Today we will review several no-cost ways to improve the nation’s child support enforcement program so more children benefit from child support. These changes should have broad bipartisan support, and hopefully can proceed to the House floor in the coming weeks.
The child support enforcement program was created in 1975 in order to reduce public expenditures on welfare. By obtaining support from noncustodial parents on an ongoing basis and helping non-welfare families get support, more families could stay off public assistance.
Today, this State-administered program has grown to serve all families that request services and is estimated to handle 60 percent of all child support cases. It results in $26.6 billion in child support collections involving 15.9 million unique cases. To carry out this work, States and Territories receive over $4 billion annually in Federal administrative funds, which covers approximately two-thirds of the total cost of operating the system.
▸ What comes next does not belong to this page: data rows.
//! Wire types for the record server
//!
//! These are pure data structures mirroring the server's JSON contract.
//! A `Page` is replaced wholesale on every successful fetch and never
//! merged with a previous page.

use chrono::NaiveDate;
use serde::{Deserialize, Serialize};

/// A single employee record as the server returns it
#[derive(Debug, Clone, PartialEq, Eq, Serialize, Deserialize)]
pub struct Record {
    /// Server-assigned unique id
    pub id: u64,
    /// Display name
    pub name: String,
}

impl Record {
    /// Create a record (mostly useful in tests and mocks)
    #[must_use]
    pub const fn new(id: u64, name: String) -> Self {
        Self { id, name }
    }
}

/// Pagination metadata attached to every page response
#[derive(Debug, Clone, Copy, PartialEq, Eq, Serialize, Deserialize)]
#[serde(rename_all = "camelCase")]
pub struct PageMeta {
    /// 1-based page number of this response
    pub current_page: u32,
    /// Number of records per page
    pub page_size: u32,
    /// Total number of pages available
    pub total_pages: u32,
}

/// One page of records plus its metadata
#[derive(Debug, Clone, PartialEq, Eq, Serialize, Deserialize)]
pub struct Page {
    pub records: Vec<Record>,
    pub meta: PageMeta,
}

/// Parameters for the free-text / date-range search endpoint
///
/// Only non-empty parameters are sent on the wire: the term is trimmed
/// before encoding and `from`/`to` are omitted individually when unset.
#[derive(Debug, Clone, PartialEq, Eq, Default)]
pub struct SearchQuery {
    pub term: String,
    pub from: Option<NaiveDate>,
    pub to: Option<NaiveDate>,
}

impl SearchQuery {
    /// Query with a term only
    #[must_use]
    pub fn term(term: impl Into<String>) -> Self {
        Self {
            term: term.into(),
            from: None,
            to: None,
        }
    }

    /// The search term with surrounding whitespace removed
    #[must_use]
    pub fn trimmed_term(&self) -> &str {
        self.term.trim()
    }

    /// Whether this query is worth sending at all
    ///
    /// A query needs a non-empty term or a complete from/to date range.
    /// Anything less is a no-op client-side and never reaches the network.
    #[must_use]
    pub fn is_satisfiable(&self) -> bool {
        !self.trimmed_term().is_empty() || (self.from.is_some() && self.to.is_some())
    }
}

/// A record returned by the date-range filter endpoint
///
/// The filter endpoint attaches the record's date as an opaque string;
/// the server's formatting is passed through untouched.
#[derive(Debug, Clone, PartialEq, Eq, Serialize, Deserialize)]
pub struct DatedRecord {
    pub id: u64,
    pub name: String,
    pub date: String,
}

/// Response envelope of the filter endpoint
#[derive(Debug, Clone, PartialEq, Eq, Serialize, Deserialize)]
pub struct FilterResponse {
    pub records: Vec<DatedRecord>,
}

/// Binary export payload with the server's disposition metadata
#[derive(Debug, Clone, PartialEq, Eq)]
pub struct ExportDoc {
    /// Raw response body
    pub bytes: Vec<u8>,
    /// Value of the `Content-Disposition` header, if any
    pub content_disposition: Option<String>,
}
With the help of the experts who will testify today, we will review several no-cost ways to improve the child support enforcement program, increase child support collections, and better serve both families and taxpayers.
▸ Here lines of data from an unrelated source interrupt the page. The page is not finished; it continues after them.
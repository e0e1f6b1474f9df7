//! Host environment abstraction
//!
//! The browser needs a handful of capabilities from its surroundings:
//! user prompts, saving a downloaded file, and opening an external route.
//! Bundling them behind one trait keeps the state machines testable
//! without a terminal or a browser; [`mock::MockHost`] provides a scripted
//! implementation for tests.

pub mod mock;

use std::fs;
use std::io;
use std::path::{Path, PathBuf};

/// Result type for host operations
pub type Result<T> = std::result::Result<T, HostError>;

/// Errors that can occur in host operations
#[derive(Debug, thiserror::Error)]
pub enum HostError {
    /// IO error during a prompt or file save
    #[error("IO error: {0}")]
    Io(#[from] io::Error),

    /// Invalid input provided
    #[error("Invalid input: {0}")]
    Invalid(String),
}

/// Capabilities the record browser borrows from its environment
pub trait Host: Send + Sync {
    /// Blocking yes/no prompt
    ///
    /// # Errors
    ///
    /// Returns an error if the prompt cannot be displayed or read.
    fn prompt_confirm(&self, prompt: &str, default: bool) -> Result<bool>;

    /// Prompt for a line of text; `Ok(None)` means the user cancelled
    ///
    /// # Errors
    ///
    /// Returns an error if the prompt cannot be displayed or read.
    fn prompt_text(&self, prompt: &str, allow_empty: bool) -> Result<Option<String>>;

    /// Prompt to pick one of `items`; `Ok(None)` means the user cancelled
    ///
    /// # Errors
    ///
    /// Returns an error if the prompt cannot be displayed or read.
    fn prompt_select(&self, prompt: &str, items: &[String]) -> Result<Option<usize>>;

    /// Persist `bytes` under `name`, returning where they landed
    ///
    /// # Errors
    ///
    /// Returns an error if the file cannot be written.
    fn save_file(&self, bytes: &[u8], name: &str) -> Result<PathBuf>;

    /// Hand a URL off to the environment (external navigation)
    ///
    /// # Errors
    ///
    /// Returns an error if the environment cannot open the URL.
    fn open_route(&self, url: &str) -> Result<()>;
}

/// Terminal host backed by dialoguer prompts and the local filesystem
pub struct ConsoleHost {
    theme: dialoguer::theme::ColorfulTheme,
    download_dir: PathBuf,
}

impl ConsoleHost {
    /// Create a console host saving downloads into `download_dir`
    #[must_use]
    pub fn new(download_dir: impl AsRef<Path>) -> Self {
        Self {
            theme: dialoguer::theme::ColorfulTheme::default(),
            download_dir: download_dir.as_ref().to_path_buf(),
        }
    }
}

impl Host for ConsoleHost {
    fn prompt_confirm(&self, prompt: &str, default: bool) -> Result<bool> {
        use dialoguer::Confirm;

        Confirm::with_theme(&self.theme)
            .with_prompt(prompt)
            .default(default)
            .interact()
            .map_err(|e| HostError::Io(io::Error::other(e)))
    }

    fn prompt_text(&self, prompt: &str, allow_empty: bool) -> Result<Option<String>> {
        use dialoguer::Input;

        Input::<String>::with_theme(&self.theme)
            .with_prompt(prompt)
            .allow_empty(allow_empty)
            .interact_text()
            .map(Some)
            .map_err(|e| HostError::Io(io::Error::other(e)))
    }

    fn prompt_select(&self, prompt: &str, items: &[String]) -> Result<Option<usize>> {
        use dialoguer::Select;

        Select::with_theme(&self.theme)
            .with_prompt(prompt)
            .items(items)
            .default(0)
            .interact_opt()
            .map_err(|e| HostError::Io(io::Error::other(e)))
    }

    fn save_file(&self, bytes: &[u8], name: &str) -> Result<PathBuf> {
        fs::create_dir_all(&self.download_dir)?;
        let path = self.download_dir.join(name);
        fs::write(&path, bytes)?;
        Ok(path)
    }

    fn open_route(&self, url: &str) -> Result<()> {
        open::that(url).map_err(HostError::Io)
    }
}
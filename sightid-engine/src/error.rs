//! Submission error types

use axum::{
    http::StatusCode,
    response::{IntoResponse, Response},
    Json,
};
use crate::models::MISSING_COORDINATES_DETAIL;
use serde_json::json;
use thiserror::Error;

/// Why a submission did not commit
#[derive(Debug, Error)]
pub enum SubmissionError {
    /// Rejected before any side effect (400)
    #[error("{0}")]
    Validation(String),

    /// Neither the photos' EXIF nor the request carried a position (400)
    #[error("Server could not extract coordinates from photo.")]
    MissingCoordinates,

    /// Storage failed; the transaction was rolled back (500)
    #[error("Persistence failure: {0}")]
    Persistence(#[from] sightid_common::Error),

    /// Worker or pipeline failure (500)
    #[error("Internal error: {0}")]
    Internal(String),
}

impl SubmissionError {
    pub fn status(&self) -> StatusCode {
        match self {
            SubmissionError::Validation(_) | SubmissionError::MissingCoordinates => {
                StatusCode::BAD_REQUEST
            }
            SubmissionError::Persistence(_) | SubmissionError::Internal(_) => {
                StatusCode::INTERNAL_SERVER_ERROR
            }
        }
    }
}

impl IntoResponse for SubmissionError {
    fn into_response(self) -> Response {
        let body = match self {
            SubmissionError::MissingCoordinates => json!({
                "detail": MISSING_COORDINATES_DETAIL,
                "error": self.to_string(),
            }),
            _ => json!({ "error": self.to_string() }),
        };
        (self.status(), Json(body)).into_response()
    }
}

/// Result type for submissions
pub type SubmissionResult<T> = Result<T, SubmissionError>;
//! SubmitSighting
//!
//! Validates a submission, settles its coordinates (photo EXIF first, then
//! the submitted values), describes the head photo, resolves the locality,
//! decides the identity and commits the sighting. In `serialized` mode the
//! identity decision and the ingest share one write transaction under the
//! identity gate; in `relaxed` mode the catalog is scanned in its own read
//! transaction first, so concurrent first sightings can both create an
//! individual.

use crate::config::{ConsistencyMode, EngineConfig};
use crate::db::individuals::{self, CatalogReference};
use crate::error::{SubmissionError, SubmissionResult};
use crate::index::LinearIndex;
use crate::models::{SightingSubmission, SubmissionOutcome};
use crate::services::catalog_ingestor::{CatalogIngestor, IngestRequest};
use crate::services::geocoder::{BigDataCloudClient, Locality, ReverseGeocoder};
use crate::services::identity_gate::IdentityGate;
use crate::services::identity_resolver::{IdentityResolver, IdentityVerdict};
use crate::services::photo_location::{self, CoordinateSource, Coordinates};
use crate::utils::{retry_on_lock, TransactionContext};
use crate::vision::{decode_photo, Descriptor, VisionError};
use chrono::NaiveDate;
use sqlx::SqlitePool;
use std::sync::Arc;
use std::time::Duration;
use tracing::{debug, info, warn};
use uuid::Uuid;

/// Submission fields that passed validation
#[derive(Debug, Clone, PartialEq)]
pub struct ValidatedSubmission {
    pub observed_on: NaiveDate,
    pub name_hint: Option<String>,
    pub coordinates: Coordinates,
    pub coordinate_source: CoordinateSource,
}

/// Check everything that can be checked without decoding pixels
pub fn validate(submission: &SightingSubmission) -> SubmissionResult<ValidatedSubmission> {
    if submission.photo_body.is_empty() || submission.photo_head.is_empty() {
        return Err(SubmissionError::Validation(
            "Both body and head photos are required".to_string(),
        ));
    }

    let observed_on = parse_date(&submission.date)?;

    let submitted = match (submission.latitude, submission.longitude) {
        (Some(lat), Some(lon)) => {
            if !lat.is_finite() || !(-90.0..=90.0).contains(&lat) {
                return Err(SubmissionError::Validation(format!("Invalid latitude: {}", lat)));
            }
            if !lon.is_finite() || !(-180.0..=180.0).contains(&lon) {
                return Err(SubmissionError::Validation(format!("Invalid longitude: {}", lon)));
            }
            Some(Coordinates {
                latitude: lat,
                longitude: lon,
            })
        }
        (None, None) => None,
        _ => {
            return Err(SubmissionError::Validation(
                "Latitude and longitude must be given together".to_string(),
            ))
        }
    };

    let name_hint = match &submission.name_hint {
        None => None,
        Some(name) if name.trim().is_empty() => {
            return Err(SubmissionError::Validation("Name must not be blank".to_string()))
        }
        Some(name) => Some(name.trim().to_string()),
    };

    let (coordinates, coordinate_source) = photo_location::resolve_coordinates(
        &[submission.photo_body.as_slice(), submission.photo_head.as_slice()],
        submitted,
    )?;

    Ok(ValidatedSubmission {
        observed_on,
        name_hint,
        coordinates,
        coordinate_source,
    })
}

/// Strict `YYYY-MM-DD`
fn parse_date(date: &str) -> SubmissionResult<NaiveDate> {
    let bytes = date.as_bytes();
    let well_formed = bytes.len() == 10
        && bytes[4] == b'-'
        && bytes[7] == b'-'
        && bytes
            .iter()
            .enumerate()
            .all(|(i, b)| i == 4 || i == 7 || b.is_ascii_digit());

    if !well_formed {
        return Err(SubmissionError::Validation(format!("Invalid date: {}", date)));
    }

    NaiveDate::parse_from_str(date, "%Y-%m-%d")
        .map_err(|_| SubmissionError::Validation(format!("Invalid date: {}", date)))
}

fn vision_to_submission(err: VisionError) -> SubmissionError {
    match err {
        VisionError::Decode(_) | VisionError::NoFeatures(_) => {
            SubmissionError::Validation(err.to_string())
        }
        other => SubmissionError::Internal(other.to_string()),
    }
}

/// Boundary operation wiring the resolver, ingestor, gate and geocoder
pub struct SubmissionService {
    pool: SqlitePool,
    resolver: Arc<IdentityResolver>,
    ingestor: CatalogIngestor,
    geocoder: Arc<dyn ReverseGeocoder>,
    gate: IdentityGate,
    consistency: ConsistencyMode,
    fallback_locality: String,
    max_lock_wait_ms: u64,
}

impl SubmissionService {
    pub fn new(pool: SqlitePool, config: &EngineConfig, geocoder: Arc<dyn ReverseGeocoder>) -> Self {
        Self {
            pool,
            resolver: Arc::new(IdentityResolver::new(config.pipeline())),
            ingestor: CatalogIngestor::new(config.default_name_prefix.clone()),
            geocoder,
            gate: IdentityGate::new(config.bucket_degrees),
            consistency: config.consistency,
            fallback_locality: config.fallback_locality.clone(),
            max_lock_wait_ms: config.max_lock_wait_ms,
        }
    }

    /// Service backed by the configured BigDataCloud endpoint
    pub fn from_config(pool: SqlitePool, config: &EngineConfig) -> sightid_common::Result<Self> {
        let geocoder = BigDataCloudClient::new(
            config.geocoder_url.clone(),
            Duration::from_secs(config.geocoder_timeout_secs),
        )
        .map_err(|e| sightid_common::Error::Config(format!("Geocoder client: {}", e)))?;

        Ok(Self::new(pool, config, Arc::new(geocoder)))
    }

    /// Submit one sighting
    pub async fn submit(&self, submission: SightingSubmission) -> SubmissionResult<SubmissionOutcome> {
        let request_id = Uuid::new_v4();
        let validated = validate(&submission)?;
        let Coordinates {
            latitude,
            longitude,
        } = validated.coordinates;

        debug!(
            request_id = %request_id,
            observed_on = %validated.observed_on,
            latitude,
            longitude,
            source = ?validated.coordinate_source,
            "Submission validated"
        );

        let (submission, descriptor) = self.describe(submission).await?;
        let locality = self.locality(request_id, latitude, longitude).await;

        let request = IngestRequest {
            photo_body: &submission.photo_body,
            photo_head: &submission.photo_head,
            observed_on: validated.observed_on,
            latitude,
            longitude,
            name_hint: validated.name_hint.as_deref(),
            descriptor: &descriptor,
            locality: &locality,
        };

        let outcome = match self.consistency {
            ConsistencyMode::Relaxed => self.submit_relaxed(request_id, &request).await?,
            ConsistencyMode::Serialized => self.submit_serialized(request_id, &request).await?,
        };

        info!(
            request_id = %request_id,
            individual_id = outcome.individual_id(),
            sighting_id = outcome.sighting_id(),
            status = outcome.status().as_u16(),
            "Submission committed"
        );
        Ok(outcome)
    }

    /// Decode both photos and describe the head photo on a blocking worker
    async fn describe(
        &self,
        submission: SightingSubmission,
    ) -> SubmissionResult<(SightingSubmission, Descriptor)> {
        let resolver = Arc::clone(&self.resolver);

        tokio::task::spawn_blocking(move || {
            decode_photo(&submission.photo_body).map_err(vision_to_submission)?;
            let head = decode_photo(&submission.photo_head).map_err(vision_to_submission)?;
            let descriptor = resolver.pipeline().describe(&head).map_err(vision_to_submission)?;
            Ok::<_, SubmissionError>((submission, descriptor))
        })
        .await
        .map_err(|e| SubmissionError::Internal(format!("Descriptor worker failed: {}", e)))?
    }

    /// Reverse geocode; failures fall back to the configured locality
    async fn locality(&self, request_id: Uuid, latitude: f64, longitude: f64) -> Locality {
        match self.geocoder.lookup(latitude, longitude).await {
            Ok(locality) => locality,
            Err(e) => {
                warn!(
                    request_id = %request_id,
                    error = %e,
                    fallback = %self.fallback_locality,
                    "Reverse geocoding failed; storing fallback locality"
                );
                Locality::fallback(&self.fallback_locality)
            }
        }
    }

    /// Load the catalog on `ctx` and resolve `descriptor` against it
    async fn resolve_in(
        &self,
        ctx: &mut TransactionContext,
        descriptor: &Descriptor,
    ) -> SubmissionResult<IdentityVerdict> {
        let active = self.resolver.pipeline().strategy();
        let references = individuals::load_catalog_references(ctx.conn(), active).await?;
        let mut index = self.build_index(references).await?;

        let missing = index.take_missing_photos();
        if !missing.is_empty() {
            let mut reloaded = Vec::with_capacity(missing.len());
            for individual_id in missing {
                reloaded.push(individuals::load_reference(ctx.conn(), individual_id).await?);
            }
            index.extend(self.build_index(reloaded).await?);
        }

        let resolver = Arc::clone(&self.resolver);
        let query = descriptor.clone();

        tokio::task::spawn_blocking(move || resolver.resolve(&query, &index))
            .await
            .map_err(|e| SubmissionError::Internal(format!("Resolver worker failed: {}", e)))?
            .map_err(vision_to_submission)
    }

    async fn build_index(&self, references: Vec<CatalogReference>) -> SubmissionResult<LinearIndex> {
        let resolver = Arc::clone(&self.resolver);

        tokio::task::spawn_blocking(move || LinearIndex::from_catalog(references, resolver.pipeline()))
            .await
            .map_err(|e| SubmissionError::Internal(format!("Index worker failed: {}", e)))
    }

    async fn submit_relaxed(
        &self,
        request_id: Uuid,
        request: &IngestRequest<'_>,
    ) -> SubmissionResult<SubmissionOutcome> {
        let verdict = {
            let mut ctx = TransactionContext::begin(&self.pool, "submission::scan", request_id).await?;
            let verdict = self.resolve_in(&mut ctx, request.descriptor).await?;
            ctx.commit().await?;
            verdict
        };

        // Another submission may commit between the scan above and the
        // insert below.
        retry_on_lock("submission::ingest", self.max_lock_wait_ms, move || async move {
            let mut ctx = TransactionContext::begin(&self.pool, "submission::ingest", request_id).await?;
            let outcome = self.ingestor.ingest(&mut ctx, verdict, request).await?;
            ctx.commit().await?;
            Ok::<_, SubmissionError>(outcome)
        })
        .await
    }

    async fn submit_serialized(
        &self,
        request_id: Uuid,
        request: &IngestRequest<'_>,
    ) -> SubmissionResult<SubmissionOutcome> {
        let permit = self.gate.acquire(request.latitude, request.longitude).await;
        debug!(request_id = %request_id, bucket = ?permit.bucket, "Identity gate acquired");

        let caller = "submission::resolve_and_ingest";
        let outcome = retry_on_lock(caller, self.max_lock_wait_ms, move || async move {
            let mut ctx = TransactionContext::begin(&self.pool, caller, request_id).await?;
            let verdict = self.resolve_in(&mut ctx, request.descriptor).await?;
            let outcome = self.ingestor.ingest(&mut ctx, verdict, request).await?;
            ctx.commit().await?;
            Ok::<_, SubmissionError>(outcome)
        })
        .await;

        drop(permit);
        outcome
    }
}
One way to increase collections and ensure that more children living in the United States receive the financial support they deserve is through ratification of the Hague Convention on the International Recovery of Child Support and Other Forms of Family Maintenance. That’s a mouthful, but it really boils down to stepped up efforts to collect support when one parent lives outside of the U.S. Before our subcommittee is the implementing legislation for the Hague Convention, which has bipartisan support, would have no cost for taxpayers, and is expected to increase collections in such cases. That will both help more children and reduce the need for taxpayer support in the form of welfare checks.
Another way to increase collections is to continue the subcommittee’s bipartisan efforts to standardize data and improve the exchange of data within and across programs. The child support system already heavily relies on data exchanges. But it is important for those efforts to be consistent with our data standardization progress involving child welfare, TANF and
unemployment programs so we can improve the overall efficiency of government programs.
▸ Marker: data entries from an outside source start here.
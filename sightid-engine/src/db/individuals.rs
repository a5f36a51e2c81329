//! Individual database operations

use crate::vision::{Descriptor, DescriptorStrategy};
use chrono::NaiveDate;
use sightid_common::{Error, Result};
use sqlx::sqlite::SqliteRow;
use sqlx::{Row, SqliteConnection};

/// Individual record
#[derive(Debug, Clone)]
pub struct Individual {
    pub id: i64,
    pub name: String,
    pub reference_photo: Vec<u8>,
    /// Serialized reference descriptor (JSON, tagged by strategy)
    pub descriptor: String,
    pub descriptor_strategy: String,
    pub first_seen: NaiveDate,
    pub created_at: String,
}

/// Catalog listing row (no photo payload)
#[derive(Debug, Clone, PartialEq)]
pub struct IndividualSummary {
    pub id: i64,
    pub name: String,
    pub first_seen: NaiveDate,
    pub sighting_count: i64,
}

/// Reference material the identity resolver scores against
#[derive(Debug, Clone)]
pub struct CatalogReference {
    pub individual_id: i64,
    /// Absent when the catalog scan skipped it (cache already current)
    pub reference_photo: Option<Vec<u8>>,
    pub descriptor: String,
    pub descriptor_strategy: String,
}

/// Values for a newly recognized individual
#[derive(Debug)]
pub struct NewIndividual<'a> {
    pub name: &'a str,
    pub reference_photo: &'a [u8],
    pub descriptor: &'a Descriptor,
    pub first_seen: NaiveDate,
}

/// Insert an individual and return its generated id
pub async fn insert_individual(conn: &mut SqliteConnection, new: &NewIndividual<'_>) -> Result<i64> {
    let descriptor = new
        .descriptor
        .to_json()
        .map_err(|e| Error::Internal(format!("Descriptor not serializable: {}", e)))?;

    let result = sqlx::query(
        r#"
        INSERT INTO individuals (
            name, reference_photo, descriptor, descriptor_strategy, first_seen, created_at
        ) VALUES (?, ?, ?, ?, ?, CURRENT_TIMESTAMP)
        "#,
    )
    .bind(new.name)
    .bind(new.reference_photo)
    .bind(descriptor)
    .bind(new.descriptor.strategy().as_str())
    .bind(new.first_seen)
    .execute(&mut *conn)
    .await?;

    Ok(result.last_insert_rowid())
}

fn individual_from_row(row: &SqliteRow) -> Individual {
    Individual {
        id: row.get("id"),
        name: row.get("name"),
        reference_photo: row.get("reference_photo"),
        descriptor: row.get("descriptor"),
        descriptor_strategy: row.get("descriptor_strategy"),
        first_seen: row.get("first_seen"),
        created_at: row.get("created_at"),
    }
}

/// Load individual by id
pub async fn load_individual(conn: &mut SqliteConnection, id: i64) -> Result<Option<Individual>> {
    let row = sqlx::query(
        r#"
        SELECT id, name, reference_photo, descriptor, descriptor_strategy, first_seen, created_at
        FROM individuals
        WHERE id = ?
        "#,
    )
    .bind(id)
    .fetch_optional(&mut *conn)
    .await?;

    Ok(row.as_ref().map(individual_from_row))
}

/// Name of an individual, or `NotFound`
pub async fn individual_name(conn: &mut SqliteConnection, id: i64) -> Result<String> {
    let name: Option<String> = sqlx::query_scalar("SELECT name FROM individuals WHERE id = ?")
        .bind(id)
        .fetch_optional(&mut *conn)
        .await?;

    name.ok_or_else(|| Error::NotFound(format!("individual {}", id)))
}

/// List the catalog ordered by id, with sighting counts
pub async fn list_individuals(conn: &mut SqliteConnection) -> Result<Vec<IndividualSummary>> {
    let rows = sqlx::query(
        r#"
        SELECT i.id, i.name, i.first_seen, COUNT(s.id) AS sighting_count
        FROM individuals i
        LEFT JOIN sightings s ON s.individual_id = i.id
        GROUP BY i.id
        ORDER BY i.id
        "#,
    )
    .fetch_all(&mut *conn)
    .await?;

    Ok(rows
        .iter()
        .map(|row| IndividualSummary {
            id: row.get("id"),
            name: row.get("name"),
            first_seen: row.get("first_seen"),
            sighting_count: row.get("sighting_count"),
        })
        .collect())
}

/// Every individual's cached descriptor, ordered by id
///
/// The reference photo is loaded only for rows cached under a strategy
/// other than `active`, since those must be recomputed.
pub async fn load_catalog_references(
    conn: &mut SqliteConnection,
    active: DescriptorStrategy,
) -> Result<Vec<CatalogReference>> {
    let rows = sqlx::query(
        r#"
        SELECT id, descriptor, descriptor_strategy,
               CASE WHEN descriptor_strategy = ? THEN NULL ELSE reference_photo END AS reference_photo
        FROM individuals
        ORDER BY id
        "#,
    )
    .bind(active.as_str())
    .fetch_all(&mut *conn)
    .await?;

    Ok(rows.iter().map(reference_from_row).collect())
}

/// One individual's reference material including the photo
pub async fn load_reference(conn: &mut SqliteConnection, id: i64) -> Result<CatalogReference> {
    let row = sqlx::query(
        r#"
        SELECT id, descriptor, descriptor_strategy, reference_photo
        FROM individuals
        WHERE id = ?
        "#,
    )
    .bind(id)
    .fetch_optional(&mut *conn)
    .await?;

    row.as_ref()
        .map(reference_from_row)
        .ok_or_else(|| Error::NotFound(format!("individual {}", id)))
}

fn reference_from_row(row: &SqliteRow) -> CatalogReference {
    CatalogReference {
        individual_id: row.get("id"),
        reference_photo: row.get("reference_photo"),
        descriptor: row.get("descriptor"),
        descriptor_strategy: row.get("descriptor_strategy"),
    }
}

/// Number of individuals in the catalog
pub async fn count_individuals(conn: &mut SqliteConnection) -> Result<i64> {
    let count: i64 = sqlx::query_scalar("SELECT COUNT(*) FROM individuals")
        .fetch_one(&mut *conn)
        .await?;
    Ok(count)
}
Continuing on the data exchange theme, we will also consider an Administration proposal to allow researchers access to data in the National Directory of New Hires, a database maintained by the child support enforcement program. This will help in evaluating whether employment programs are working as intended. This is a classic example of what we hope will happen as we increase the exchange of data; we can use the data we already have in smarter ways to help evaluate and improve government programs so they work better for intended recipients and taxpayers alike.
We look forward to all of the testimony today. And we also look forward to working with our colleagues to improve how this program serves the children and families who depend on it, as well as ensuring it efficiently and effectively uses taxpayer dollars.